On Friday, I came home to two packages, and since I was only really expecting one - a swap package from my Ravelry swap partner filled with some amazing goodies - I was a little shocked to see two. I thought maybe I forgot that I ordered something. That wasn't the case, though, and the second package contained a pleasant surprise! I won a Microsoft contest and the prize was Microsoft Office Professional 2007! I haven't loaded it onto my computer yet because I'm trying to decide if I want it on my desktop or my laptop or if I can actually load it onto both with the license I have. That would be ideal, but there may be restrictions, although there was no fine print or anything.

Monday, April 21, 2008

life decisions

I've made a very important decision. I'm going to really watch my spending and focus on paying off some debt. My student loan goes to the second tier of repayment in October, so the payment will double. Luckily, there are only two tiers and I'm making more money now so it won't really affect too much, but I've been thinking about something lately that will be a lot easier if I don't have a lot of outside debt. I think I want to buy a house. Either a house or a condo - but I really want to own something. I figure if I really save and pay lots of extra payments on my car and get rid of the credit cards, I can be debt free (except for the student loans, of course, in a little over a year. Then, I can find the perfect house - or have one built. I'm very excited about this idea. Of course, it means I won't be able to go on shopping sprees when I get paid anymore, but I can live with that!

Sunday, April 13, 2008

lying in the hammock

Almost four years ago, I purchased a hammock at a silent auction. It came in a package with everything you need to make really good margaritas and a beach umbrella. The umbrella has been used so much it fell apart last summer and I took the margarita stuff to a party held by a Jesuit Volunteer who was working at my former place of employment while I was still there, so that took care of that. The hammock, however, has been sitting in the closet in the front room, waiting to be used. Yesterday, I bought a hammock stand and today I set the hammock stand up in my back yard and had a very nice afternoon reading outside in it. I remembered why I paid for the thing in the first place - I love them! I had just purchased "No Nest for the Wicket," the next book in the Meg Langslow mystery series by Donna Andrews. I love those books! Anyway, this one is screamingly funny and a perfect book to read outside, as much of it takes place during an extreme croquet game.
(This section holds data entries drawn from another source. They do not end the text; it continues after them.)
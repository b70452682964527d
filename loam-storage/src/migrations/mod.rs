//! Schema migrations using PRAGMA user_version.
//!
//! Only the fixed tables live here. Per-type settings tables
//! (`tbl_fields_{type}`) and per-field entry tables
//! (`tbl_entries_data_{id}`) are created at runtime because their schemas
//! depend on registered types and field ids.

pub mod v001_initial;

use loam_core::errors::StorageError;
use rusqlite::Connection;

/// Run all pending migrations.
pub fn run_migrations(conn: &Connection) -> Result<(), StorageError> {
    let current_version: u32 = conn
        .pragma_query_value(None, "user_version", |row| row.get(0))
        .map_err(|e| StorageError::MigrationFailed {
            version: 0,
            message: e.to_string(),
        })?;

    let migrations: &[(&str, u32)] = &[(v001_initial::MIGRATION_SQL, 1)];

    for (sql, version) in migrations {
        if current_version < *version {
            conn.execute_batch(sql)
                .map_err(|e| StorageError::MigrationFailed {
                    version: *version,
                    message: e.to_string(),
                })?;

            conn.pragma_update(None, "user_version", version)
                .map_err(|e| StorageError::MigrationFailed {
                    version: *version,
                    message: e.to_string(),
                })?;
            tracing::info!(version = version, "applied migration");
        }
    }

    Ok(())
}

/// Get the current schema version.
pub fn current_version(conn: &Connection) -> Result<u32, StorageError> {
    conn.pragma_query_value(None, "user_version", |row| row.get(0))
        .map_err(StorageError::from_sqlite)
}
It was a lovely afternoon, and as the weather continues to warm up over the next few weeks, I look forward to many more like it!

Tuesday, April 1, 2008

feeling better

Thanks for the kind words, both of you! I'm feeling better now, although not 100% yet. I decided to give my back one more night of rest before diving back into the exercises, but I did do a bit of yoga today and it felt really good to stretch out those muscles!

I'm completely exhausted tonight. Not sure why, but I am. I think I'll make a nice cup of hot tea, take a steaming hot bath and go to bed early. What an exciting life I lead, right?

Monday, March 31, 2008

weekend in pain

I've hurt my back. I'm not sure how it happened, but it probably has to do with either the intense exercise I did on Thursday or the fact that I tripped over a curb on Friday afternoon and fell on my face. Well, not on my face exactly, I caught myself, but I would have fallen on my face if my arms hadn't taken most of the punishment! So I spent the weekend on a heat and massage mat, taking Advil and wishing for something a bit stronger. It's feeling better today, but still not 100%.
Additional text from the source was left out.